Quizá lo que ocurre es que Madrid permite eso, porque es una ciudad en gran medida inexistente. Yo siempre digo: si a ti se te ocurre escribir un artículo sobre Barcelona y dices que no existe, te la cargas, sin duda alguna. ¡Fíjate sobre Bilbao! Ahora, de Madrid puedes decir auténticas barbaridades porque no hay una conciencia de ser madrileño, ser de Madrid es no ser de ningún sitio. De manera que ha sido, yo creo, el propio espacio y el sentimiento que los propios madrileños tienen de sí mismos lo que me ha permitido convertirlo en un espacio mítico. Si hubiera sido un sitio más encorsetado -digamos nacionalista, por entendernos-, seguramente habría sido imposible.
la literatura es una batalla silenciosa en la que uno ha de ganar, o de perder, palmo a palmo, un territorio que no es suyo con armas que no le pertenecen Uno tiene que escribir -y, en ese caso, ése sería el objetivo de la literatura- sobre lo que no sabe, justamente, porque escribir de lo que uno sabe no tiene ningún interés. Y con herramientas que no le pertenecen pues porque el lenguaje es muy artificial y nunca llegas a dominarlo, nunca llegas a controlarlo. Tienes que estar pactando con él porque, seguramente, el texto literario es el resultado de la tensión entre lo que quieres decir tú y lo que quiere decir el lenguaje, entre lo que quieres decir y lo que eres capaz de decir, entre la tradición en la que te has incluido y la subjetividad que tú eres capaz de aportar a esa tradición. Y, en definitiva, son siempre materiales muy gaseosos todos.

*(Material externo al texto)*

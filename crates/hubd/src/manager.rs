use crate::connection::Connection;
use crate::error::HubError;
use dashmap::DashMap;
use std::sync::Arc;
use std::sync::RwLock;

/// Callback fired when a connection joins or leaves the manager.
pub type ConnHook = Box<dyn Fn(&Arc<Connection>) + Send + Sync>;

/// Lifecycle hooks, fired outside any map guard.
#[derive(Default)]
pub struct Hooks {
    /// Fired after a connection is registered.
    pub on_add: Option<ConnHook>,
    /// Fired after a connection is deregistered, before it is closed.
    pub on_remove: Option<ConnHook>,
}

/// Registry of live connections with node-id and device-id secondary
/// indexes.
#[derive(Default)]
pub struct ConnectionManager {
    conns: DashMap<String, Arc<Connection>>,
    node_index: DashMap<u32, String>,
    device_index: DashMap<String, String>,
    hooks: RwLock<Hooks>,
}

impl ConnectionManager {
    /// Creates an empty manager.
    #[must_use]
    pub fn new() -> Self {
        Self::default()
    }

    /// Installs lifecycle hooks. Call before the accept loop starts.
    pub fn set_hooks(&self, hooks: Hooks) {
        *self.hooks.write().expect("hooks lock poisoned") = hooks;
    }

    /// Registers a connection and fires `on_add`.
    ///
    /// # Errors
    ///
    /// [`HubError::ConnExists`] if the id is already registered.
    pub fn add(&self, conn: Arc<Connection>) -> Result<(), HubError> {
        match self.conns.entry(conn.id().to_string()) {
            dashmap::mapref::entry::Entry::Occupied(_) => {
                return Err(HubError::ConnExists(conn.id().to_string()));
            }
            dashmap::mapref::entry::Entry::Vacant(slot) => {
                slot.insert(Arc::clone(&conn));
            }
        }
        if let Some(hook) = &self.hooks.read().expect("hooks lock poisoned").on_add {
            hook(&conn);
        }
        Ok(())
    }

    /// Deregisters a connection, purges its index entries, fires
    /// `on_remove`, and closes it.
    ///
    /// # Errors
    ///
    /// [`HubError::ConnNotFound`] if the id is unknown.
    pub fn remove(&self, id: &str) -> Result<(), HubError> {
        let Some((_, conn)) = self.conns.remove(id) else {
            return Err(HubError::ConnNotFound(id.to_string()));
        };
        self.node_index.retain(|_, v| v != id);
        self.device_index.retain(|_, v| v != id);
        if let Some(hook) = &self.hooks.read().expect("hooks lock poisoned").on_remove {
            hook(&conn);
        }
        conn.close();
        Ok(())
    }

    /// Looks up a connection by id.
    #[must_use]
    pub fn get(&self, id: &str) -> Option<Arc<Connection>> {
        self.conns.get(id).map(|e| Arc::clone(e.value()))
    }

    /// Looks up the connection bound to a node id.
    #[must_use]
    pub fn get_by_node(&self, node_id: u32) -> Option<Arc<Connection>> {
        let id = self.node_index.get(&node_id)?.value().clone();
        self.get(&id)
    }

    /// Looks up the connection bound to a device id.
    #[must_use]
    pub fn get_by_device(&self, device_id: &str) -> Option<Arc<Connection>> {
        let id = self.device_index.get(device_id)?.value().clone();
        self.get(&id)
    }

    /// Points the node index at a connection, or clears the entry.
    pub fn update_node_index(&self, node_id: u32, conn: Option<&Arc<Connection>>) {
        match conn {
            Some(c) => {
                self.node_index.insert(node_id, c.id().to_string());
            }
            None => {
                self.node_index.remove(&node_id);
            }
        }
    }

    /// Points the device index at a connection, or clears the entry.
    pub fn update_device_index(&self, device_id: &str, conn: Option<&Arc<Connection>>) {
        match conn {
            Some(c) => {
                self.device_index
                    .insert(device_id.to_string(), c.id().to_string());
            }
            None => {
                self.device_index.remove(device_id);
            }
        }
    }

    /// Iterates a snapshot of the registry; `f` may close connections.
    /// Returning `false` stops the iteration.
    pub fn range<F>(&self, mut f: F)
    where
        F: FnMut(&Arc<Connection>) -> bool,
    {
        let snapshot: Vec<Arc<Connection>> =
            self.conns.iter().map(|e| Arc::clone(e.value())).collect();
        for conn in &snapshot {
            if !f(conn) {
                return;
            }
        }
    }

    /// Number of registered connections.
    #[must_use]
    pub fn count(&self) -> usize {
        self.conns.len()
    }

    /// Sends raw bytes to every connection except `except`. Per-connection
    /// failures are logged and skipped.
    pub fn broadcast(&self, data: &[u8], except: Option<&str>) {
        self.range(|conn| {
            if except.is_some_and(|id| id == conn.id()) {
                return true;
            }
            if let Err(e) = conn.send(data.to_vec()) {
                tracing::warn!(conn = %conn.id(), "broadcast send failed: {}", e);
            }
            true
        });
    }

    /// Drains the registry, firing `on_remove` and closing every connection.
    pub fn close_all(&self) {
        let snapshot: Vec<Arc<Connection>> =
            self.conns.iter().map(|e| Arc::clone(e.value())).collect();
        self.conns.clear();
        self.node_index.clear();
        self.device_index.clear();
        for conn in snapshot {
            if let Some(hook) = &self.hooks.read().expect("hooks lock poisoned").on_remove {
                hook(&conn);
            }
            conn.close();
        }
    }
}

#[cfg(test)]
mod tests {
    use super::*;
    use std::sync::atomic::{AtomicUsize, Ordering};
    use tokio::net::{TcpListener, TcpStream};
    use tokio_util::sync::CancellationToken;

    async fn test_conn() -> Arc<Connection> {
        let listener = TcpListener::bind("127.0.0.1:0").await.unwrap();
        let addr = listener.local_addr().unwrap();
        let client = TcpStream::connect(addr).await.unwrap();
        let _ = listener.accept().await.unwrap();
        Connection::spawn(
            client,
            addr,
            false,
            8,
            std::time::Duration::from_secs(5),
            &CancellationToken::new(),
        )
    }

    #[tokio::test]
    async fn add_and_get() {
        let cm = ConnectionManager::new();
        let conn = test_conn().await;
        cm.add(Arc::clone(&conn)).unwrap();
        assert_eq!(cm.count(), 1);
        assert!(cm.get(conn.id()).is_some());
    }

    #[tokio::test]
    async fn duplicate_add_is_rejected() {
        let cm = ConnectionManager::new();
        let conn = test_conn().await;
        cm.add(Arc::clone(&conn)).unwrap();
        assert!(matches!(cm.add(conn), Err(HubError::ConnExists(_))));
    }

    #[tokio::test]
    async fn remove_purges_indexes_and_closes() {
        let cm = ConnectionManager::new();
        let conn = test_conn().await;
        cm.add(Arc::clone(&conn)).unwrap();
        cm.update_node_index(9, Some(&conn));
        cm.update_device_index("dev-1", Some(&conn));
        assert!(cm.get_by_node(9).is_some());
        assert!(cm.get_by_device("dev-1").is_some());

        cm.remove(conn.id()).unwrap();
        assert!(cm.get_by_node(9).is_none());
        assert!(cm.get_by_device("dev-1").is_none());
        assert!(conn.is_closed());
        assert!(matches!(
            cm.remove(conn.id()),
            Err(HubError::ConnNotFound(_))
        ));
    }

    #[tokio::test]
    async fn hooks_fire_on_add_and_remove() {
        let cm = ConnectionManager::new();
        let added = Arc::new(AtomicUsize::new(0));
        let removed = Arc::new(AtomicUsize::new(0));
        let (a, r) = (Arc::clone(&added), Arc::clone(&removed));
        cm.set_hooks(Hooks {
            on_add: Some(Box::new(move |_| {
                a.fetch_add(1, Ordering::SeqCst);
            })),
            on_remove: Some(Box::new(move |_| {
                r.fetch_add(1, Ordering::SeqCst);
            })),
        });

        let conn = test_conn().await;
        cm.add(Arc::clone(&conn)).unwrap();
        cm.remove(conn.id()).unwrap();
        assert_eq!(added.load(Ordering::SeqCst), 1);
        assert_eq!(removed.load(Ordering::SeqCst), 1);
    }

    #[tokio::test]
    async fn range_snapshot_allows_closing() {
        let cm = ConnectionManager::new();
        let c1 = test_conn().await;
        let c2 = test_conn().await;
        cm.add(Arc::clone(&c1)).unwrap();
        cm.add(Arc::clone(&c2)).unwrap();

        let mut seen = 0;
        cm.range(|conn| {
            seen += 1;
            let _ = cm.remove(&conn.id().to_string());
            true
        });
        assert_eq!(seen, 2);
        assert_eq!(cm.count(), 0);
    }

    #[tokio::test]
    async fn close_all_drains() {
        let cm = ConnectionManager::new();
        let c1 = test_conn().await;
        let c2 = test_conn().await;
        cm.add(Arc::clone(&c1)).unwrap();
        cm.add(Arc::clone(&c2)).unwrap();
        cm.close_all();
        assert_eq!(cm.count(), 0);
        assert!(c1.is_closed());
        assert!(c2.is_closed());
    }

    #[tokio::test]
    async fn update_node_index_clears_entry() {
        let cm = ConnectionManager::new();
        let conn = test_conn().await;
        cm.add(Arc::clone(&conn)).unwrap();
        cm.update_node_index(3, Some(&conn));
        cm.update_node_index(3, None);
        assert!(cm.get_by_node(3).is_none());
    }
}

Con la memoria pasa lo mismo: ella quiere decir una cosa y tú quieres que diga otra. Habitualmente creemos que la memoria sirve para descubrir cosas, y es mentira: la memoria sirve para encubrir. La memoria la heredamos, gran parte de las cosas que recordamos creyendo que son recuerdos propios son recuerdos ajenos que hemos incorporado como propios. Y todo eso hay que dinamitarlo, hay que trabajarlo para que sea significativo. Además, hay que romper la sintaxis en que la has recibido porque es una sintaxis poco significativa. También tienes que adoptar un acuerdo. Hablábamos antes de un pacto para no ser hablado; ahora se trata de otro para no ser recordado, para establecer una tensión entre lo que la memoria dice y lo que tú quieres que diga. Tal como viene dada, la memoria no sirve para nada. Tienes que estar hurgando, buscando mecanismos para romper sus propios circuitos, igual que tienes que romper los circuitos del lenguaje. Y cuando se consigue eso, la memoria se convierte en un material literario, es un material que tiene sentido, que tiene significado.
Yo creo que la literatura es un buen modo de relación con el mundo -es un modo posible, vamos, a mí me parece muy bueno-, ese punto intermedio en el que quizá no hay demasiada soledad pero no hay demasiado de lo otro, tampoco. Y, finalmente, pienso que ahí el acento se carga más en la soledad. Yo creo que, a medida que pasa el tiempo, soy menos sociable. Es curioso. Soy más sociable, por un lado, en el sentido de que manejo mejor una serie de recursos; pero, al mismo tiempo, tengo cierta tendencia a la retirada. Esto lo explicaba con una cita de la biografía de Einstein en el Prólogo a la Trilogía de la soledad, haciendo referencia a la gratificación en los mundos internos. A mí siempre me ha llamado mucho la atención cómo hay gente que se ha inventado el mundo desde situaciones de hermetismo. Es el caso de Stephen Hawking, que ha ideado un modelo cosmológico desde una silla de ruedas. Un hombre sin ninguna ventana a la realidad, prácticamente incomunicado, se ha inventado el mundo, y además parece que el suyo es el único modelo posible. Yo, por instinto, -incluso, a veces, a mi pesar- voy hacia ahí. Pero es que, por otra parte, hay muchos tipos de soledad. Existe la soledad como conquista, ésa que es absolutamente indispensable como fundamento de una identidad no enajenada. Yo creo que ésa es una soledad que hay que incorporar a la vida cotidiana, que uno tiene que tener ese espacio de soledad diario para poder saber quién es. ( Perdón : perdí la fuente)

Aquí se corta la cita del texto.